# WHAT THIS TASK INVOLVES
What you give back should be exactly the opening lines of the data, ending with the line that contains "校验请求并填充默认值，返回 (url, depth)" and including it.

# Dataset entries
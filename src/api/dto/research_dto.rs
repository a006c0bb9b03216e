//! 研究 DTO
//!
//! 定义研究请求与单页分析请求的数据结构。响应直接返回
//! `ResearchRecord` / `PageAnalysis`。

use serde::{Deserialize, Serialize};

use crate::error::AppError;

/// 默认返回结果数量
pub const DEFAULT_MAX_RESULTS: usize = 10;

/// 单次请求允许的最大结果数量
pub const MAX_RESULTS_LIMIT: usize = 50;

/// 默认分析深度
pub const DEFAULT_DEPTH: u8 = 2;

/// 研究请求
#[derive(Debug, Clone, Deserialize, Serialize)]
pub struct ResearchRequest {
    /// 研究查询
    pub query: String,
    /// 返回结果数量
    #[serde(default)]
    pub max_results: Option<usize>,
    /// 分析深度 (1-3)
    #[serde(default)]
    pub depth: Option<u8>,
}

impl ResearchRequest {
    /// 校验请求并填充默认值，返回 (query, max_results, depth)
    pub fn validated(&self) -> Result<(String, usize, u8), AppError> {
        let query = self.query.trim();
        if query.is_empty() {
            return Err(AppError::Validation("Query cannot be empty".to_string()));
        }

        let max_results = self.max_results.unwrap_or(DEFAULT_MAX_RESULTS);
        if max_results == 0 || max_results > MAX_RESULTS_LIMIT {
            return Err(AppError::Validation(format!(
                "max_results must be between 1 and {MAX_RESULTS_LIMIT}"
            )));
        }

        Ok((
            query.to_string(),
            max_results,
            self.depth.unwrap_or(DEFAULT_DEPTH),
        ))
    }
}

/// 单页分析请求
#[derive(Debug, Clone, Deserialize, Serialize)]
pub struct AnalyzeUrlRequest {
    /// 网页地址
    pub url: String,
    /// 分析深度 (1-3)
    #[serde(default)]
    pub depth: Option<u8>,
}

impl AnalyzeUrlRequest {
    /// 校验请求并填充默认值，返回 (url, depth)
    pub fn validated(&self) -> Result<(String, u8), AppError> {
        let url = self.url.trim();
        if url.is_empty() {
            return Err(AppError::Validation("URL cannot be empty".to_string()));
        }
        Ok((url.to_string(), self.depth.unwrap_or(DEFAULT_DEPTH)))
    }
}
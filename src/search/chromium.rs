//! Chromium-backed browser sessions over CDP

use async_trait::async_trait;
use chromiumoxide::{Browser, Page};
use futures_util::StreamExt;
use tracing::debug;

use crate::config::BrowserConfig;
use crate::search::BackendError;
use crate::search::browser::{BrowserLauncher, BrowserSession, ProfileDir};

/// Launches one Chromium process per pooled session
pub struct ChromiumLauncher {
    config: BrowserConfig,
    user_agent: String,
}

impl ChromiumLauncher {
    pub fn new(config: BrowserConfig, user_agent: &str) -> Self {
        Self {
            config,
            user_agent: user_agent.to_string(),
        }
    }
}

#[async_trait]
impl BrowserLauncher for ChromiumLauncher {
    async fn launch(&self) -> Result<Box<dyn BrowserSession>, BackendError> {
        let mut builder = chromiumoxide::BrowserConfig::builder();
        if let Some(path) = &self.config.chrome_path {
            builder = builder.chrome_executable(path);
        }
        if !self.config.headless {
            builder = builder.with_head();
        }

        let profile = ProfileDir::unique_in(&std::env::temp_dir());
        builder = builder
            .user_data_dir(profile.path())
            .arg(format!("--user-agent={}", self.user_agent))
            .arg("--no-first-run")
            .arg("--no-default-browser-check")
            .arg("--disable-gpu")
            .arg("--disable-extensions")
            .arg("--disable-dev-shm-usage");

        let browser_config = builder
            .build()
            .map_err(|e| BackendError::Browser(format!("failed to build browser config: {e}")))?;

        let (browser, mut handler) = Browser::launch(browser_config)
            .await
            .map_err(|e| BackendError::Browser(format!("failed to launch Chrome: {e}")))?;

        let handler_task = tokio::spawn(async move {
            while let Some(_event) = handler.next().await {}
        });

        let page = browser
            .new_page("about:blank")
            .await
            .map_err(|e| BackendError::Browser(format!("failed to create page: {e}")))?;

        debug!("Chromium session launched");
        Ok(Box::new(ChromiumSession {
            _browser: browser,
            page,
            handler: handler_task,
            _profile: profile,
        }))
    }
}

/// One Chromium process with a single tab
///
/// Fields drop in order, so the profile directory is removed after the
/// browser process is gone.
pub struct ChromiumSession {
    _browser: Browser,
    page: Page,
    handler: tokio::task::JoinHandle<()>,
    _profile: ProfileDir,
}

#[async_trait]
impl BrowserSession for ChromiumSession {
    async fn navigate(&mut self, url: &str) -> Result<(), BackendError> {
        self.page
            .goto(url)
            .await
            .map_err(|e| BackendError::Browser(format!("navigation failed: {e}")))?;
        Ok(())
    }

    async fn html(&mut self) -> Result<String, BackendError> {
        self.page
            .content()
            .await
            .map_err(|e| BackendError::Browser(format!("failed to read page content: {e}")))
    }
}

impl Drop for ChromiumSession {
    fn drop(&mut self) {
        self.handler.abort();
    }
}
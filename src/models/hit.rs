//! 搜索结果数据模型

use chrono::{DateTime, Utc};
use serde::{Deserialize, Serialize};
use std::collections::HashMap;

/// 情感倾向
#[derive(Debug, Clone, Copy, PartialEq, Eq, Hash, Serialize, Deserialize, Default)]
#[serde(rename_all = "lowercase")]
pub enum Sentiment {
    /// 正面
    Positive,
    /// 负面
    Negative,
    /// 中性
    #[default]
    Neutral,
}

impl std::fmt::Display for Sentiment {
    fn fmt(&self, f: &mut std::fmt::Formatter<'_>) -> std::fmt::Result {
        match self {
            Sentiment::Positive => write!(f, "positive"),
            Sentiment::Negative => write!(f, "negative"),
            Sentiment::Neutral => write!(f, "neutral"),
        }
    }
}

/// 搜索后端返回的原始结果
#[derive(Debug, Clone, Default, PartialEq, Serialize, Deserialize)]
pub struct RawHit {
    /// 标题
    pub title: String,
    /// 链接
    pub url: String,
    /// 正文
    #[serde(default)]
    pub content: String,
    /// 摘要
    #[serde(default)]
    pub snippet: String,
    /// 后端附加的元数据
    #[serde(default)]
    pub metadata: HashMap<String, serde_json::Value>,
}

impl RawHit {
    /// 创建原始结果
    pub fn new(title: &str, url: &str, content: &str) -> Self {
        Self {
            title: title.to_string(),
            url: url.to_string(),
            content: content.to_string(),
            snippet: String::new(),
            metadata: HashMap::new(),
        }
    }

    /// 设置摘要
    pub fn with_snippet(mut self, snippet: &str) -> Self {
        self.snippet = snippet.to_string();
        self
    }

    /// 添加元数据
    pub fn with_metadata(mut self, key: &str, value: impl Into<serde_json::Value>) -> Self {
        self.metadata.insert(key.to_string(), value.into());
        self
    }

    /// 正文为空时退回到摘要
    pub fn body(&self) -> &str {
        if self.content.trim().is_empty() {
            &self.snippet
        } else {
            &self.content
        }
    }
}

/// 经过聚合与增强的搜索结果
///
/// 唯一键为规范化后的 URL，聚合完成后不再修改。
#[derive(Debug, Clone, PartialEq, Serialize, Deserialize)]
pub struct SearchHit {
    /// 原始链接
    pub url: String,
    /// 标题
    pub title: String,
    /// 正文
    pub content: String,
    /// 摘要
    pub snippet: String,
    /// 来源后端
    pub source_tag: String,
    /// 聚合时间
    pub timestamp: DateTime<Utc>,
    /// 词典情感分析结果
    pub sentiment: Sentiment,
    /// 洞察句
    pub insights: Vec<String>,
    /// 元数据
    pub metadata: HashMap<String, serde_json::Value>,
}

impl SearchHit {
    /// 元数据中的字符串字段
    pub fn metadata_str(&self, key: &str) -> Option<&str> {
        self.metadata
            .get(key)
            .and_then(|v| v.as_str())
            .filter(|s| !s.trim().is_empty())
    }

    /// 用于提示词的摘要：优先元数据中的 summary，其次正文，最后 snippet
    pub fn summary(&self) -> &str {
        if let Some(summary) = self.metadata_str("summary") {
            return summary;
        }
        if !self.content.trim().is_empty() {
            &self.content
        } else {
            &self.snippet
        }
    }
}

/// 截断为指定字符数，超出时追加省略号
pub fn truncate_with_ellipsis(text: &str, max_chars: usize) -> String {
    if text.chars().count() > max_chars {
        let truncated: String = text.chars().take(max_chars).collect();
        format!("{truncated}...")
    } else {
        text.to_string()
    }
}

#[cfg(test)]
mod tests {
    use super::*;

    #[test]
    fn test_raw_hit_body_falls_back_to_snippet() {
        let hit = RawHit::new("t", "https://a.example", "  ").with_snippet("short snippet");
        assert_eq!(hit.body(), "short snippet");

        let hit = RawHit::new("t", "https://a.example", "full text");
        assert_eq!(hit.body(), "full text");
    }

    #[test]
    fn test_truncate_with_ellipsis_counts_chars() {
        assert_eq!(truncate_with_ellipsis("abc", 5), "abc");
        assert_eq!(truncate_with_ellipsis("abcdef", 3), "abc...");
        assert_eq!(truncate_with_ellipsis("量子計算機の研究", 4), "量子計算...");
    }

    #[test]
    fn test_sentiment_serializes_lowercase() {
        let json = serde_json::to_string(&Sentiment::Negative).unwrap();
        assert_eq!(json, "\"negative\"");
    }
}
//! Deepdive - 思维链深度研究服务
//!
//! 将多个搜索后端的结果聚合去重，通过多假设思维链分析生成结构化结论，
//! 并从分析中抽取实体关系构建知识图谱。

pub mod api;
pub mod config;
pub mod error;
pub mod graph;
pub mod llm;
pub mod models;
pub mod observability;
pub mod search;
pub mod services;
pub mod storage;
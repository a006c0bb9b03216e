//! Search backends
//!
//! Each backend performs one search attempt against one provider and returns
//! raw hits. The aggregator chains them in priority order.

pub mod browser;
#[cfg(feature = "browser")]
pub mod chromium;
pub mod fanout;
pub mod hosted;
pub mod html;
pub mod scrape;

use async_trait::async_trait;
use std::time::Duration;
use thiserror::Error;

use crate::models::RawHit;

pub use browser::{BrowserLauncher, BrowserSession, PrimaryBrowserBackend, SessionPool};
pub use fanout::{HttpPageFetcher, PageFetcher, fetch_pages};
pub use hosted::HostedCrawlBackend;
pub use scrape::DirectScrapeBackend;

/// Errors raised by a single backend attempt
#[derive(Debug, Error)]
pub enum BackendError {
    #[error("HTTP error: {0}")]
    Http(#[from] reqwest::Error),

    #[error("unexpected status {status}: {body}")]
    Status { status: u16, body: String },

    #[error("parse error: {0}")]
    Parse(String),

    #[error("timed out after {0:?}")]
    Timeout(Duration),

    #[error("browser error: {0}")]
    Browser(String),

    #[error("backend not configured: {0}")]
    NotConfigured(String),
}

/// One search provider
#[async_trait]
pub trait SearchBackend: Send + Sync {
    /// Short tag recorded as `source_tag` on every hit this backend yields
    fn name(&self) -> &str;

    /// Run one search. Must be idempotent.
    async fn search(&self, query: &str, max_results: usize) -> Result<Vec<RawHit>, BackendError>;
}

/// Normalizes a URL for deduplication.
///
/// Scheme and host are lower-cased, the fragment is removed and a trailing
/// path slash is trimmed (except for the root path). Non-http(s) or
/// unparseable URLs yield `None`.
pub fn normalize_url(raw: &str) -> Option<String> {
    let mut url = url::Url::parse(raw.trim()).ok()?;
    if !matches!(url.scheme(), "http" | "https") {
        return None;
    }
    url.host_str()?;
    url.set_fragment(None);

    let path = url.path().to_string();
    if path.len() > 1 && path.ends_with('/') {
        url.set_path(path.trim_end_matches('/'));
    }

    let normalized = url.to_string();
    // Url always renders the root path as "/"; strip it when there is nothing after it
    if url.path() == "/" && url.query().is_none() {
        return Some(normalized.trim_end_matches('/').to_string());
    }
    Some(normalized)
}

#[cfg(test)]
mod tests {
    use super::*;
    use rstest::rstest;

    #[rstest]
    #[case("https://Example.COM/a/b/", Some("https://example.com/a/b"))]
    #[case("https://example.com/a#section", Some("https://example.com/a"))]
    #[case("HTTP://example.com", Some("http://example.com"))]
    #[case("https://example.com/", Some("https://example.com"))]
    #[case("https://example.com/?q=1", Some("https://example.com/?q=1"))]
    #[case("https://example.com/a/?q=1", Some("https://example.com/a?q=1"))]
    #[case("  https://example.com/x  ", Some("https://example.com/x"))]
    #[case("ftp://example.com/file", None)]
    #[case("not a url", None)]
    #[case("", None)]
    fn test_normalize_url(#[case] raw: &str, #[case] expected: Option<&str>) {
        assert_eq!(normalize_url(raw).as_deref(), expected);
    }

    #[test]
    fn test_equivalent_urls_share_a_key() {
        assert_eq!(
            normalize_url("https://example.com/page/"),
            normalize_url("https://EXAMPLE.com/page#top")
        );
    }
}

# ANSWER TO THE PROBLEM
filename src/api/dto/research_dto.rs
repository a006c0bb9b03216e
//! 研究 DTO
//!
//! 定义研究请求与单页分析请求的数据结构。响应直接返回
//! `ResearchRecord` / `PageAnalysis`。

use serde::{Deserialize, Serialize};

use crate::error::AppError;

/// 默认返回结果数量
pub const DEFAULT_MAX_RESULTS: usize = 10;

/// 单次请求允许的最大结果数量
pub const MAX_RESULTS_LIMIT: usize = 50;

/// 默认分析深度
pub const DEFAULT_DEPTH: u8 = 2;

/// 研究请求
#[derive(Debug, Clone, Deserialize, Serialize)]
pub struct ResearchRequest {
    /// 研究查询
    pub query: String,
    /// 返回结果数量
    #[serde(default)]
    pub max_results: Option<usize>,
    /// 分析深度 (1-3)
    #[serde(default)]
    pub depth: Option<u8>,
}

impl ResearchRequest {
    /// 校验请求并填充默认值，返回 (query, max_results, depth)
    pub fn validated(&self) -> Result<(String, usize, u8), AppError> {
        let query = self.query.trim();
        if query.is_empty() {
            return Err(AppError::Validation("Query cannot be empty".to_string()));
        }

        let max_results = self.max_results.unwrap_or(DEFAULT_MAX_RESULTS);
        if max_results == 0 || max_results > MAX_RESULTS_LIMIT {
            return Err(AppError::Validation(format!(
                "max_results must be between 1 and {MAX_RESULTS_LIMIT}"
            )));
        }

        Ok((
            query.to_string(),
            max_results,
            self.depth.unwrap_or(DEFAULT_DEPTH),
        ))
    }
}

/// 单页分析请求
#[derive(Debug, Clone, Deserialize, Serialize)]
pub struct AnalyzeUrlRequest {
    /// 网页地址
    pub url: String,
    /// 分析深度 (1-3)
    #[serde(default)]
    pub depth: Option<u8>,
}

impl AnalyzeUrlRequest {
    /// 校验请求并填充默认值，返回 (url, depth)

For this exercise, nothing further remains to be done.